A couple weeks ago we received one of those life changing
calls. As I was standing in the
driveway letting the dog out, my phone rang showing “unknown”. Usually, that means work is calling so I casually
answered, while asking JP if he could see the dog in the dark and said
hello. Jan from Adoption Network was on
the other line to tell me that we had been chosen by another birth mom. With an unusual calmness, I said, “Hey Jon,
it’s Adoption Network, we’ve been picked again.” I went inside and put her on speaker phone and
feverishly took 4 pages of notes about this new opportunity.
Here’s what we know…..her name is Leah, she’s 26 and lives
in Cocoa Beach, Florida. She is pregnant
with a baby boy who is due May 9. She
has a 3 year old daughter, has her own place, is the manager of a
convenience/grocery store, has a car, a cell phone and is for all intents and
purposes just like you and I. Her mother
is living with her right now because her step dad recently died of a heart
attack. We have spoken to her on the
phone and she seems so “normal” which is funny because she chose us because she
thought we looked normal to her! She
said she felt like we were regular people with real jobs and a normal life and
she really liked that about us.
She knows about what happened last summer and what we have
been through. When Jan told her about
what happened, she said, “That wasn’t their baby. I didn’t get pregnant until August and this
is their baby.” When we spoke to her on
the phone, she said that from the time she found out she was pregnant she felt
like God was leading her to adoption and she prayed that God would lead her to
the right couple. She has said more than
once that God has given her this opportunity to grow a baby for us. In our texting today, she said, “I’m telling
you, this is meant to be.”
The entire situation feels so different for us. I’m not so naive as to think that the
difference I feel means this is “the right one” but I am finding comfort in the
fact that it doesn’t feel the same. She
seems so much more mature and at the risk of sounding ugly, she’s got her stuff
together. She not only has a job but is
the manager, which means she understands that if someone else doesn’t do what
is supposed to be done, then you have to step up and take care of things. When we talked with her on the phone she said
she felt like God put us on this earth to work and not be lazy. That just blew me away because JP and I had
been talking about people who live off the system just before visiting with
her.
Another aspect that is different for us is that we weren’t
shouting from the roof tops the moment we got the phone call. We told no one until the next morning. We just talked about the entire situation,
pros and cons and how we felt. We prayed
a lot. We waited until exactly 24 hours
to commit to the situation, which is the time we are allowed. I have waited until today to write this to
share with everyone publicly, not because we are doubtful but because we are
guarding our hearts. When you have been
shattered in a million pieces and you are finally starting to feel like
yourself again, the thought of that happening twice is sickening.
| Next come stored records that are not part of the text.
impl CircularProgress {
    pub const POSITION_LEFT: f32 = 180.0;
    pub const POSITION_TOP: f32 = 90.0;
    pub const POSITION_RIGHT: f32 = 0.0;
    pub const POSITION_BOTTOM: f32 = -90.0;

    pub fn new() -> Self {
        Self::default()
    }

    pub fn min_value(&self) -> f64 {
        self.min_value
    }

    pub fn max_value(&self) -> f64 {
        self.max_value
    }

    pub fn value(&self) -> f64 {
        self.value
    }

    pub fn style(&self) -> BarStyle {
        self.style
    }

    pub fn null_position(&self) -> f32 {
        self.null_position
    }

    pub fn decimals(&self) -> i32 {
        self.decimals
    }

    pub fn donut_thickness_ratio(&self) -> f32 {
        self.donut_thickness_ratio
    }

    pub fn format(&self) -> &str {
        &self.format
    }

    /// 设置范围；max < min 时交换，并把当前值夹回新范围。NaN 边界被忽略
    pub fn set_range(&mut self, min: f64, max: f64) {
        if min.is_nan() || max.is_nan() {
            return;
        }
        let (min, max) = if max < min { (max, min) } else { (min, max) };
        self.min_value = min;
        self.max_value = max;
        self.value = self.value.clamp(min, max);
        self.request_repaint();
    }

    pub fn set_min(&mut self, min: f64) {
        self.set_range(min, self.max_value);
    }

    pub fn set_max(&mut self, max: f64) {
        self.set_range(self.min_value, max);
    }

    /// 设置当前值（夹到范围内）；值不变或为 NaN 时不触发重绘
    pub fn set_value(&mut self, value: f64) {
        if value.is_nan() {
            return;
        }
        let value = value.clamp(self.min_value, self.max_value);
        if value != self.value {
            self.value = value;
            self.request_repaint();
        }
    }

    /// 设置弧线起点角度（度），画刷需按新角度重建
    pub fn set_null_position(&mut self, degrees: f32) {
        if degrees != self.null_position {
            self.null_position = degrees;
            self.brush_dirty = true;
            self.request_repaint();
        }
    }

    pub fn set_bar_style(&mut self, style: BarStyle) {
        if style != self.style {
            self.style = style;
            self.request_repaint();
        }
    }

    pub fn set_outline_pen_width(&mut self, width: f32) {
        if width != self.outline_pen_width {
            self.outline_pen_width = width;
            self.request_repaint();
        }
    }

    pub fn set_data_pen_width(&mut self, width: f32) {
        if width != self.data_pen_width {
            self.data_pen_width = width;
            self.request_repaint();
        }
    }

    /// 设置渐变停靠点；为空时使用主题高亮色
    pub fn set_data_colors(&mut self, stops: Vec<GradientStop>) {
        if stops != self.gradient_stops {
            self.gradient_stops = stops;
            self.brush_dirty = true;
            self.request_repaint();
        }
    }

    pub fn set_format(&mut self, format: impl Into<String>) {
        let format = format.into();
        if format != self.format {
            self.format = format;
            self.value_format_changed();
        }
    }

    /// 清空格式串（不再绘制中心文字）
    pub fn reset_format(&mut self) {
        self.format.clear();
        self.value_format_changed();
    }

    /// 负数或与当前相同的值被忽略
    pub fn set_decimals(&mut self, count: i32) {
        if count >= 0 && count != self.decimals {
            self.decimals = count;
            self.value_format_changed();
        }
    }

    pub fn set_donut_thickness_ratio(&mut self, ratio: f32) {
        self.donut_thickness_ratio = ratio.clamp(0.0, 1.0);
        self.request_repaint();
    }

    /// 剩余时间后缀，如 " seconds"
    pub fn set_info_trail(&mut self, trail: impl Into<String>) {
        self.info_trail = trail.into();
        self.request_repaint();
    }

    /// 文字字体族（中心数值与剩余时间共用）
    pub fn set_font_family(&mut self, family: FontFamily) {
        if family != self.font_family {
            self.font_family = family;
            self.request_repaint();
        }
    }

    pub fn font_family(&self) -> &FontFamily {
        &self.font_family
    }

    /// 控件边长（逻辑像素）
    pub fn set_size(&mut self, size: f32) {
        self.size = size.max(1.0);
        self.request_repaint();
    }

    /// 取走重绘请求，取走后清空
    pub fn take_repaint_request(&mut self) -> bool {
        std::mem::take(&mut self.repaint_requested)
    }

    fn request_repaint(&mut self) {
        self.repaint_requested = true;
    }

    fn value_format_changed(&mut self) {
        self.tokens = TokenFlags::scan(&self.format);
        self.request_repaint();
    }

    /// 范围跨度；min == max 时按 1 处理，避免除零
    fn span(&self) -> f64 {
        let span = self.max_value - self.min_value;
        if span > 0.0 { span } else { 1.0 }
    }

    /// 当前值对应的扫过角度（度）
    pub fn sweep_degrees(&self) -> f32 {
        (360.0 / self.span() * (self.value - self.min_value)) as f32
    }

    /// 按格式串替换 %v / %p / %m，未出现的占位符不处理
    pub fn value_to_text(&self, value: f64) -> String {
        let mut text = self.format.clone();
        if self.tokens.value {
            text = text.replace("%v", &format!("{:02}", value as i64));
        }
        if self.tokens.percent {
            let percent = ((value - self.min_value) / self.span() * 100.0 - 1e-9).ceil();
            text = text.replace("%p", &format!("{:02}", percent as i64));
        }
        if self.tokens.max {
            // 先在浮点上加一，超大范围时转换饱和而不溢出
            let range = (self.max_value - self.min_value + 1.0) as i64;
            text = text.replace("%m", &format!("{:02}", range));
        }
        text
    }

    /// 剩余量（max - value）
    pub fn remaining(&self) -> f64 {
        self.max_value - self.value
    }

    /// 底部剩余时间文字与色调
    pub fn info_text(&self) -> InfoText {
        let remaining = self.remaining();
        let max = if self.max_value != 0.0 { self.max_value } else { 1.0 };
        let tone = RemainingTone::for_fraction(remaining / max);
        if remaining <= 0.0 {
            InfoText {
                text: TIMES_UP_TEXT.to_owned(),
                tone,
                bold: true,
            }
        } else if remaining == self.max_value {
            InfoText {
                text: NOT_STARTED_TEXT.to_owned(),
                tone,
                bold: false,
            }
        } else {
            InfoText {
                text: format!("{}{:.2}{}", self.info_head, remaining, self.info_trail),
                tone,
                bold: false,
            }
        }
    }

    fn rebuild_brush_if_needed(&mut self) {
        if self.brush_dirty {
            self.brush_dirty = false;
            self.brush = ConicalBrush::build(&self.gradient_stops, self.null_position);
        }
    }

    /// 计算一帧的几何与文字；除按需重建渐变画刷外无副作用
    pub fn layout(&mut self, area: Rect) -> ProgressFrame {
        self.rebuild_brush_if_needed();

        let outer = area.width().min(area.height());
        let rect = Rect::from_min_size(area.min, egui::vec2(outer, outer));
        let base_rect = rect.shrink(1.0);

        let inner_radius = match self.style {
            BarStyle::Line => outer - self.outline_pen_width,
            BarStyle::Donut | BarStyle::Pie => outer * self.donut_thickness_ratio,
        };
        let delta = (outer - inner_radius) / 2.0;
        let inner_rect = Rect::from_min_size(
            rect.min + egui::vec2(delta, delta),
            egui::vec2(inner_radius, inner_radius),
        );

        let label = if self.format.is_empty() {
            None
        } else {
            let text = self.value_to_text(self.value);
            let size = inner_radius / text.chars().count().max(1) as f32;
            Some((text, size))
        };

        let info_rect = Rect::from_min_max(
            egui::pos2(inner_rect.left(), inner_rect.bottom() - INFO_RECT_HEIGHT),
            inner_rect.right_bottom(),
        );

        ProgressFrame {
            rect,
            base_rect,
            sweep_degrees: self.sweep_degrees(),
            draw_value: self.value != self.min_value,
            inner_rect,
            inner_radius,
            label,
            info_rect,
            info: self.info_text(),
        }
    }

    /// 按帧数据绘制
    pub fn paint(&self, frame: &ProgressFrame, painter: &Painter, palette: &Palette) {
        painter.rect_filled(frame.rect, 0.0, palette.window);
        self.paint_base(frame.base_rect, painter, palette);
        if frame.draw_value {
            self.paint_value(frame.base_rect, frame.sweep_degrees, painter, palette);
        }
        if self.style == BarStyle::Donut {
            painter.circle_filled(
                frame.inner_rect.center(),
                frame.inner_radius / 2.0,
                palette.alternate_base,
            );
        }
        self.paint_text(frame, painter, palette);
    }

    fn paint_base(&self, base_rect: Rect, painter: &Painter, palette: &Palette) {
        let center = base_rect.center();
        let radius = base_rect.width() / 2.0;
        match self.style {
            BarStyle::Donut => {
                painter.circle(
                    center,
                    radius,
                    palette.base,
                    Stroke::new(self.outline_pen_width, palette.shadow),
                );
            }
            BarStyle::Pie => {
                painter.circle(
                    center,
                    radius,
                    palette.base,
                    Stroke::new(self.outline_pen_width, palette.base),
                );
            }
            BarStyle::Line => {
                painter.circle_stroke(
                    center,
                    radius - self.outline_pen_width / 2.0,
                    Stroke::new(self.outline_pen_width, palette.base),
                );
            }
        }
    }

    fn paint_value(&self, base_rect: Rect, sweep: f32, painter: &Painter, palette: &Palette) {
        let center = base_rect.center();
        let radius = base_rect.width() / 2.0;

        if self.style == BarStyle::Line {
            let arc = arc_points(
                center,
                radius - self.outline_pen_width / 2.0,
                self.null_position,
                sweep,
            );
            for (a, b) in arc.iter().zip(arc.iter().skip(1)) {
                let color = self.highlight_at(a.1, palette);
                painter.line_segment([a.0, b.0], Stroke::new(self.data_pen_width, color));
            }
            return;
        }

        let arc = arc_points(center, radius, self.null_position, sweep);
        let mut mesh = egui::Mesh::default();
        for (a, b) in arc.iter().zip(arc.iter().skip(1)) {
            let ca = self.highlight_at(a.1, palette);
            let cb = self.highlight_at(b.1, palette);
            let idx = mesh.vertices.len() as u32;
            mesh.colored_vertex(center, ca);
            mesh.colored_vertex(a.0, ca);
            mesh.colored_vertex(b.0, cb);
            mesh.add_triangle(idx, idx + 1, idx + 2);
        }
        painter.add(Shape::mesh(mesh));

        let mut outline = Vec::with_capacity(arc.len() + 1);
        outline.push(center);
        outline.extend(arc.iter().map(|p| p.0));
        painter.add(Shape::closed_line(
            outline,
            Stroke::new(self.data_pen_width, palette.shadow),
        ));
    }

    fn highlight_at(&self, degrees: f32, palette: &Palette) -> Color32 {
        self.brush
            .color_along_arc(degrees)
            .unwrap_or(palette.highlight)
    }

    fn paint_text(&self, frame: &ProgressFrame, painter: &Painter, palette: &Palette) {
        let Some((text, size)) = &frame.label else { return };
        painter.text(
            frame.inner_rect.center(),
            Align2::CENTER_CENTER,
            text,
            FontId::new(*size, self.font_family.clone()),
            palette.text,
        );

        let color = palette.tone(frame.info.tone);
        let font = FontId::new(INFO_FONT_SIZE, self.font_family.clone());
        let pos = frame.info_rect.center();
        painter.text(pos, Align2::CENTER_CENTER, &frame.info.text, font.clone(), color);
        if frame.info.bold {
            // 默认字体没有粗体，偏移半像素重绘加粗
            painter.text(
                pos + egui::vec2(0.6, 0.0),
                Align2::CENTER_CENTER,
                &frame.info.text,
                font,
                color,
            );
        }
    }
}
I have woken up every morning between 3-4am in a total panic
since the night we said yes. As soon as I
wake, gasping for air, I think, “Can we really do this again? What if it doesn’t go the way we want? “ I almost feel guilty asking people to pray
with us again about this, like we have used up all our prayer requests on all
the other times we have tried to have a baby.
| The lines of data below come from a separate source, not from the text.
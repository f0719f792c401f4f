//! 圆形进度条倒计时：控件、计时状态机与 egui 界面

pub mod app;
pub mod config;
pub mod error;
pub mod gradient;
pub mod progress;
pub mod sound;
pub mod timer;
//! 计时器配置：可选时长、动画与提示音，从 JSON 文件读取

use std::path::{Path, PathBuf};

use serde::{Deserialize, Serialize};

use crate::error::ConfigError;

/// 配置文件名（放在应用配置目录下）
pub const CONFIG_FILENAME: &str = "config.json";

/// 应用配置目录
pub fn config_dir() -> PathBuf {
    dirs::config_dir()
        .unwrap_or_else(|| PathBuf::from("."))
        .join("circular-timer")
}

pub fn config_path() -> PathBuf {
    config_dir().join(CONFIG_FILENAME)
}

/// 计时器配置（所有字段可省略）
#[derive(Clone, Debug, PartialEq, Serialize, Deserialize)]
#[serde(default)]
pub struct TimerConfig {
    /// 下拉框中的可选时长（分钟），保持给定顺序
    pub duration_choices_minutes: Vec<u32>,
    /// 未选择时的默认时长（分钟）
    pub default_duration_minutes: u32,
    /// 每秒之间是否平滑过渡
    pub smooth_animation: bool,
    /// 循环播放的滴答声文件
    pub tick_sound: PathBuf,
    /// 0.0..=1.0
    pub tick_volume: f32,
}

impl Default for TimerConfig {
    fn default() -> Self {
        Self {
            duration_choices_minutes: vec![1, 2, 5, 10, 15, 20, 30, 45, 60],
            default_duration_minutes: 1,
            smooth_animation: true,
            tick_sound: PathBuf::from("sound").join("tick_sound_small.wav"),
            tick_volume: 1.0,
        }
    }
}

impl TimerConfig {
    /// 解析 JSON 并整理：去掉 0 与重复的时长，音量夹到 0..=1
    pub fn from_json(json: &str) -> Result<Self, ConfigError> {
        let mut config: Self = serde_json::from_str(json)?;
        config.normalize();
        Ok(config)
    }

    /// 读取配置文件；文件不存在时返回默认配置
    pub fn load_from(path: &Path) -> Result<Self, ConfigError> {
        if !path.exists() {
            tracing::debug!("配置文件 {:?} 不存在，使用默认配置", path);
            return Ok(Self::default());
        }
        let contents = std::fs::read_to_string(path).map_err(|source| ConfigError::Io {
            path: path.to_path_buf(),
            source,
        })?;
        Self::from_json(&contents)
    }

    /// 读取默认位置的配置；出错时记录警告并回退到默认配置
    pub fn load_or_default() -> Self {
        let path = config_path();
        match Self::load_from(&path) {
            Ok(config) => {
                tracing::info!("已加载配置 {:?}", path);
                config
            }
            Err(e) => {
                tracing::warn!("{}，使用默认配置", e);
                Self::default()
            }
        }
    }

    fn normalize(&mut self) {
        let mut seen = Vec::with_capacity(self.duration_choices_minutes.len());
        self.duration_choices_minutes.retain(|&m| {
            if m == 0 || seen.contains(&m) {
                false
            } else {
                seen.push(m);
                true
            }
        });
        self.tick_volume = self.tick_volume.clamp(0.0, 1.0);
    }

    /// 默认时长（秒）
    pub fn default_duration_secs(&self) -> i64 {
        i64::from(self.default_duration_minutes) * 60
    }
}

#[cfg(test)]
mod tests {
    use super::*;

    #[test]
    fn test_empty_object_is_default() {
        let config = TimerConfig::from_json("{}").unwrap();
        assert_eq!(config, TimerConfig::default());
        assert_eq!(config.default_duration_secs(), 60);
    }

    #[test]
    fn test_partial_config() {
        let config =
            TimerConfig::from_json(r#"{"duration_choices_minutes": [25, 5], "smooth_animation": false}"#)
                .unwrap();
        assert_eq!(config.duration_choices_minutes, vec![25, 5]);
        assert!(!config.smooth_animation);
        assert_eq!(config.default_duration_minutes, 1);
    }

    #[test]
    fn test_choices_drop_zero_and_duplicates() {
        let config =
            TimerConfig::from_json(r#"{"duration_choices_minutes": [5, 0, 1, 5, 2, 1], "tick_volume": 3.0}"#)
                .unwrap();
        assert_eq!(config.duration_choices_minutes, vec![5, 1, 2]);
        assert_eq!(config.tick_volume, 1.0);
    }

    #[test]
    fn test_invalid_json() {
        let err = TimerConfig::from_json("{ not json").unwrap_err();
        assert!(matches!(err, ConfigError::Json(_)));
    }

    #[test]
    fn test_missing_file_is_default() {
        let path = std::env::temp_dir().join("circular-timer-missing").join(CONFIG_FILENAME);
        assert_eq!(TimerConfig::load_from(&path).unwrap(), TimerConfig::default());
    }

    #[test]
    fn test_load_from_file() {
        let dir = std::env::temp_dir().join(format!("circular-timer-test-{}", std::process::id()));
        std::fs::create_dir_all(&dir).unwrap();
        let path = dir.join(CONFIG_FILENAME);
        std::fs::write(&path, r#"{"default_duration_minutes": 10}"#).unwrap();
        let config = TimerConfig::load_from(&path).unwrap();
        assert_eq!(config.default_duration_secs(), 600);
        let _ = std::fs::remove_dir_all(&dir);
    }
}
And a small part of me is scared to be happy…….what will happen next is
a thought that continuously runs through my mind. I’ll be honest, I’ve already nearly had 2
nervous breakdowns over this and we are more than 8 weeks away from the due
date!
When I start spiraling down that dark hole, I just remember
that I am the luckiest woman alive to have the most wonderful support
system. Our family and friends have done
so much for us throughout this entire journey and I know you will all be here
to welcome all 3 of us home! So here’s
to new beginnings, fresh starts and season 2 of JP’s Journey to bringing Baby
Pittman home!
I am soooo excited for you! Praying for perfect peace--you are in the palm of His hand. (We are so happy to pray for you, so don't feel one bit of guilty!)